The laughter was loud and long, inflamed by the rash of the friar’s outraged face.

‘Good,’ declared the knight of St John in French. ‘Do you perform other magicks? You are as black as any saracin.’

‘Not as skilled as any of those you have just called “robber” in their own tongue,’ Kirkpatrick replied in good English and saw the eyes of the Fitzwalter narrow. Good, he thought bitterly, let him know I understand French and the paynim tongue and am not the cheapjack I seem – well planned, Kirkpatrick.

In the same moment, he had heeled round on to the new road and spurred up it with a fresh plan.

‘I can, however, reveal where you have lately come from,’ he went on and the Hospitaller frowned a little at that, then shrugged.

‘Well – speak on.’

‘Let me know when I am wrang-wise,’ Kirkpatrick said. ‘From … Carlisle.’

Folk jeered, for that was hardly a feat given that anyone passing through Closeburn was either coming from or headed to that place.

‘Before that – York,’ Kirkpatrick added and had a murmur when the Hospitaller stayed silent. ‘Before that …’

He paused and folk strained expectantly.

‘London.’

Folk laughed. If York had been correct then London was less of a struggle for anyone to work out.

‘Afore that,’ Kirkpatrick went on. ‘Bruges.’

The knight’s forearms, straight on either side of his trencher, flexed under the tunic and his knuckles went white; folk murmured at it, but most – who could not see that far – applauded this feat.

‘Before that … Genoa,’ Kirkpatrick went on smoothly and now the knight was leaning forward, snarling like a dog on a leash.

‘Before that,’ Kirkpatrick declared with a flourish, ‘Cyprus.’

The knight rose with a scrape of chair, his face thunderous. He crossed himself.

‘Heathen magicks,’ he bellowed. ‘Heresy …’

‘Christ’s bones, Sir Oristin – sit.’

It was the Fitzwalter, waving a languid hand and shaking his head. The Hospitaller sat, glowering into the easy smile of Fitzwalter, who turned appreciatively to Kirkpatrick, narrowing his eyes.

‘Well done,’ he said. ‘Now explain the trick of it. I hope you do it well, for this brother in Christ has burning faggots in his eyes.’

There was silence now at how this had transpired and even the drunks were dry-mouthed – though Kirkpatrick would have wagered all his day’s profits that one or two would count a burning heretic as fair entertainment to end with.

‘No magic,’ he said easily, spreading his hands. ‘Carlisle is simple enough – no great spell needed to thasm up that. A one in two chance that the lord was coming and not going.’

His confidence unlatched the tension a little; a soldier, drunker than the rest, sniggered and was then cut off by a neighbour.

‘Once Carlisle was sure, it is easy to pin York, because there is a commanderie of St John there,’ Kirkpatrick went on and nodded deferentially to the knight. ‘A good and pious knight of the Order would wish to have himself excused for spending too many nights away from any commanderie, to commend his soul to God before travelling onward.’

Now the knight was mollified and eased, Kirkpatrick saw; Fitzwalter was nodding and stroking his thinly razored beard.

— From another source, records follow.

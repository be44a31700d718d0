//! Request decorators for DynamoDB operations.
//!
//! A decorator receives the fluent request builder just before it is sent and
//! returns it, optionally with out-of-band options added (consumed capacity
//! reporting, client request tokens, consistency). Decorators must not touch
//! the fields that carry the version swap; the store verifies this after
//! decoration and refuses to send a request whose swap was altered.

use std::fmt;
use std::sync::Arc;

use aws_sdk_dynamodb::operation::create_table::builders::CreateTableFluentBuilder;
use aws_sdk_dynamodb::operation::delete_item::builders::DeleteItemFluentBuilder;
use aws_sdk_dynamodb::operation::delete_table::builders::DeleteTableFluentBuilder;
use aws_sdk_dynamodb::operation::get_item::builders::GetItemFluentBuilder;
use aws_sdk_dynamodb::operation::put_item::builders::PutItemFluentBuilder;
use aws_sdk_dynamodb::operation::transact_write_items::builders::TransactWriteItemsFluentBuilder;

use crate::storage::{Result, StorageError};

/// A request decorator for one operation.
pub type Decorate<B> = Arc<dyn Fn(B) -> B + Send + Sync>;

/// Optional per-operation request decorators.
#[derive(Clone, Default)]
pub struct Decorators {
    get_item: Option<Decorate<GetItemFluentBuilder>>,
    put_item: Option<Decorate<PutItemFluentBuilder>>,
    delete_item: Option<Decorate<DeleteItemFluentBuilder>>,
    transact_write_items: Option<Decorate<TransactWriteItemsFluentBuilder>>,
    create_table: Option<Decorate<CreateTableFluentBuilder>>,
    delete_table: Option<Decorate<DeleteTableFluentBuilder>>,
}

impl fmt::Debug for Decorators {
    fn fmt(&self, f: &mut fmt::Formatter<'_>) -> fmt::Result {
        f.debug_struct("Decorators")
            .field("get_item", &self.get_item.is_some())
            .field("put_item", &self.put_item.is_some())
            .field("delete_item", &self.delete_item.is_some())
            .field("transact_write_items", &self.transact_write_items.is_some())
            .field("create_table", &self.create_table.is_some())
            .field("delete_table", &self.delete_table.is_some())
            .finish()
    }
}

impl Decorators {
    pub fn new() -> Self {
        Self::default()
    }

    /// Decorate `GetItem` requests used to query versions.
    pub fn with_get_item<F>(mut self, f: F) -> Self
    where
        F: Fn(GetItemFluentBuilder) -> GetItemFluentBuilder + Send + Sync + 'static,
    {
        self.get_item = Some(Arc::new(f));
        self
    }

    /// Decorate `PutItem` requests (single-item swaps and force-set).
    pub fn with_put_item<F>(mut self, f: F) -> Self
    where
        F: Fn(PutItemFluentBuilder) -> PutItemFluentBuilder + Send + Sync + 'static,
    {
        self.put_item = Some(Arc::new(f));
        self
    }

    /// Decorate `DeleteItem` requests (single-item swaps and cleanup).
    pub fn with_delete_item<F>(mut self, f: F) -> Self
    where
        F: Fn(DeleteItemFluentBuilder) -> DeleteItemFluentBuilder + Send + Sync + 'static,
    {
        self.delete_item = Some(Arc::new(f));
        self
    }

    /// Decorate `TransactWriteItems` requests.
    ///
    /// The first transaction item is the version swap. It must not be
    /// modified, removed or reordered: its condition decides whether the
    /// whole transaction counts as applied.
    pub fn with_transact_write_items<F>(mut self, f: F) -> Self
    where
        F: Fn(TransactWriteItemsFluentBuilder) -> TransactWriteItemsFluentBuilder
            + Send
            + Sync
            + 'static,
    {
        self.transact_write_items = Some(Arc::new(f));
        self
    }

    /// Decorate `CreateTable` requests issued by provisioning.
    pub fn with_create_table<F>(mut self, f: F) -> Self
    where
        F: Fn(CreateTableFluentBuilder) -> CreateTableFluentBuilder + Send + Sync + 'static,
    {
        self.create_table = Some(Arc::new(f));
        self
    }

    /// Decorate `DeleteTable` requests issued by deprovisioning.
    pub fn with_delete_table<F>(mut self, f: F) -> Self
    where
        F: Fn(DeleteTableFluentBuilder) -> DeleteTableFluentBuilder + Send + Sync + 'static,
    {
        self.delete_table = Some(Arc::new(f));
        self
    }

    pub(crate) fn get_item(&self, request: GetItemFluentBuilder) -> Result<GetItemFluentBuilder> {
        let Some(decorate) = &self.get_item else {
            return Ok(request);
        };

        let original = request.clone();
        let request = decorate(request);

        if request.get_table_name() != original.get_table_name()
            || request.get_key() != original.get_key()
        {
            return Err(StorageError::DecoratorViolation {
                operation: "GetItem",
            });
        }

        Ok(request)
    }

    pub(crate) fn put_item(&self, request: PutItemFluentBuilder) -> Result<PutItemFluentBuilder> {
        let Some(decorate) = &self.put_item else {
            return Ok(request);
        };

        let original = request.clone();
        let request = decorate(request);

        if request.get_table_name() != original.get_table_name()
            || request.get_item() != original.get_item()
            || request.get_condition_expression() != original.get_condition_expression()
            || request.get_expression_attribute_names() != original.get_expression_attribute_names()
            || request.get_expression_attribute_values()
                != original.get_expression_attribute_values()
        {
            return Err(StorageError::DecoratorViolation {
                operation: "PutItem",
            });
        }

        Ok(request)
    }

    pub(crate) fn delete_item(
        &self,
        request: DeleteItemFluentBuilder,
    ) -> Result<DeleteItemFluentBuilder> {
        let Some(decorate) = &self.delete_item else {
            return Ok(request);
        };

        let original = request.clone();
        let request = decorate(request);

        if request.get_table_name() != original.get_table_name()
            || request.get_key() != original.get_key()
            || request.get_condition_expression() != original.get_condition_expression()
            || request.get_expression_attribute_names() != original.get_expression_attribute_names()
            || request.get_expression_attribute_values()
                != original.get_expression_attribute_values()
        {
            return Err(StorageError::DecoratorViolation {
                operation: "DeleteItem",
            });
        }

        Ok(request)
    }

    pub(crate) fn transact_write_items(
        &self,
        request: TransactWriteItemsFluentBuilder,
    ) -> Result<TransactWriteItemsFluentBuilder> {
        let Some(decorate) = &self.transact_write_items else {
            return Ok(request);
        };

        let original = request.clone();
        let request = decorate(request);

        let first = |r: &TransactWriteItemsFluentBuilder| {
            r.get_transact_items()
                .as_ref()
                .and_then(|items| items.first().cloned())
        };

        if first(&request) != first(&original) {
            return Err(StorageError::DecoratorViolation {
                operation: "TransactWriteItems",
            });
        }

        Ok(request)
    }

    pub(crate) fn create_table(&self, request: CreateTableFluentBuilder) -> CreateTableFluentBuilder {
        match &self.create_table {
            Some(decorate) => decorate(request),
            None => request,
        }
    }

    pub(crate) fn delete_table(&self, request: DeleteTableFluentBuilder) -> DeleteTableFluentBuilder {
        match &self.delete_table {
            Some(decorate) => decorate(request),
            None => request,
        }
    }
}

‘London is obvious, because it is where all travellers come from the ports of the south,’ Kirkpatrick went on and paused, which was partly the showman in him, partly because this was the tricky part.

‘Bruges,’ he said slowly, knowing this was the tricky part, ‘because it avoids Paris and a deal of France, which is an unhappy place thanks to King Philip the Fair. Or unfair, if you are a Templar or a Jew.’

Folk laughed at this – the Italies wool dealers mostly, who knew of the French king’s plots against the Templars and of his banning all Jews so that he could seize their holdings and goods. No-one made much comment on the latter, all the same, since the king of France was simply copying the king of England and for the same reason.

‘Indeed,’ Fitzwalter mused. ‘So far, so reasoned – Sir Oristin wishes to avoid the … awkwardness … of association with the Poor Knights in a country already fired with crusading fervour for proscribing heathen Jews.’